INPUT MATERIAL —
//! Persistent configuration nodes.
//!
//! A pipeline is a parent-linked chain of immutable nodes shared through
//! `Arc`. Every builder call allocates one new node pointing at its
//! predecessor and carrying only the field that call supplies. Nodes are
//! never mutated, so chains can be shared across threads and extended from
//! any point without affecting other branches.

use crate::error::Result;
use crate::service::ManagerService;
use crate::types::{Callback, Mapper};
use std::fmt;
use std::sync::Arc;

/// Lazily produced queries, resolved when a terminal call compiles the chain.
pub type DeferredQueries<T> = Arc<dyn Fn() -> Result<Vec<T>> + Send + Sync>;

/// Where a node's queries come from.
pub enum QuerySource<T> {
    /// Queries given directly to `run` / `run_all`.
    Ready(Vec<T>),
    /// Queries derived from another pipeline's products (cross-pipeline hop).
    Deferred(DeferredQueries<T>),
}

impl<T: Clone> QuerySource<T> {
    /// Materialize the queries. Deferred sources run their upstream pipeline.
    pub fn resolve(&self) -> Result<Vec<T>> {
        match self {
            QuerySource::Ready(queries) => Ok(queries.clone()),
            QuerySource::Deferred(produce) => produce(),
        }
    }
}

impl<T> fmt::Debug for QuerySource<T> {
    fn fmt(&self, f: &mut fmt::Formatter<'_>) -> fmt::Result {
        match self {
            QuerySource::Ready(queries) => write!(f, "Ready({} queries)", queries.len()),
            QuerySource::Deferred(_) => write!(f, "Deferred"),
        }
    }
}

/// One link in a pipeline chain.
pub struct Node<T, H> {
    pub parent: Option<Arc<Node<T, H>>>,
    pub queries: Option<QuerySource<T>>,
    pub callback: Option<Callback<T, H>>,
    pub service: Option<Arc<dyn ManagerService<T, H>>>,
    pub mapper: Option<Mapper<H, T>>,
}

impl<T, H> Node<T, H> {
    /// The empty root of a new chain.
    pub fn root() -> Self {
        Self {
            parent: None,
            queries: None,
            callback: None,
            service: None,
            mapper: None,
        }
    }

    pub fn with_queries(queries: QuerySource<T>) -> Self {
        Self {
            queries: Some(queries),
            ..Self::root()
        }
    }

    pub fn with_callback(callback: Callback<T, H>) -> Self {
        Self {
            callback: Some(callback),
            ..Self::root()
        }
    }

    pub fn with_service(service: Arc<dyn ManagerService<T, H>>) -> Self {
        Self {
            service: Some(service),
            ..Self::root()
        }
    }

    pub fn with_mapper(mapper: Mapper<H, T>) -> Self {
        Self {
            mapper: Some(mapper),
            ..Self::root()
        }
    }

    /// Attach this node under `parent`.
    pub fn under(mut self, parent: Arc<Node<T, H>>) -> Self {
        self.parent = Some(parent);
        self
    }

    pub fn is_root(&self) -> bool {
        self.parent.is_none()
    }

    /// Nodes from the root down to `head`, in builder-call order.
    pub fn lineage(head: &Arc<Node<T, H>>) -> Vec<&Arc<Node<T, H>>> {
        let mut chain = Vec::new();
        let mut current = Some(head);
        while let Some(node) = current {
            chain.push(node);
            current = node.parent.as_ref();
        }
        chain.reverse();
        chain
    }
}

impl<T, H> fmt::Debug for Node<T, H> {
    fn fmt(&self, f: &mut fmt::Formatter<'_>) -> fmt::Result {
        f.debug_struct("Node")
            .field("root", &self.is_root())
            .field("queries", &self.queries)
            .field("callback", &self.callback.is_some())
            .field("service", &self.service.is_some())
            .field("mapper", &self.mapper.is_some())
            .finish()
    }
}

EXERCISE — Nothing but a number should be given: the count of lines above that hold "Result".

WORKED SOLUTION — 5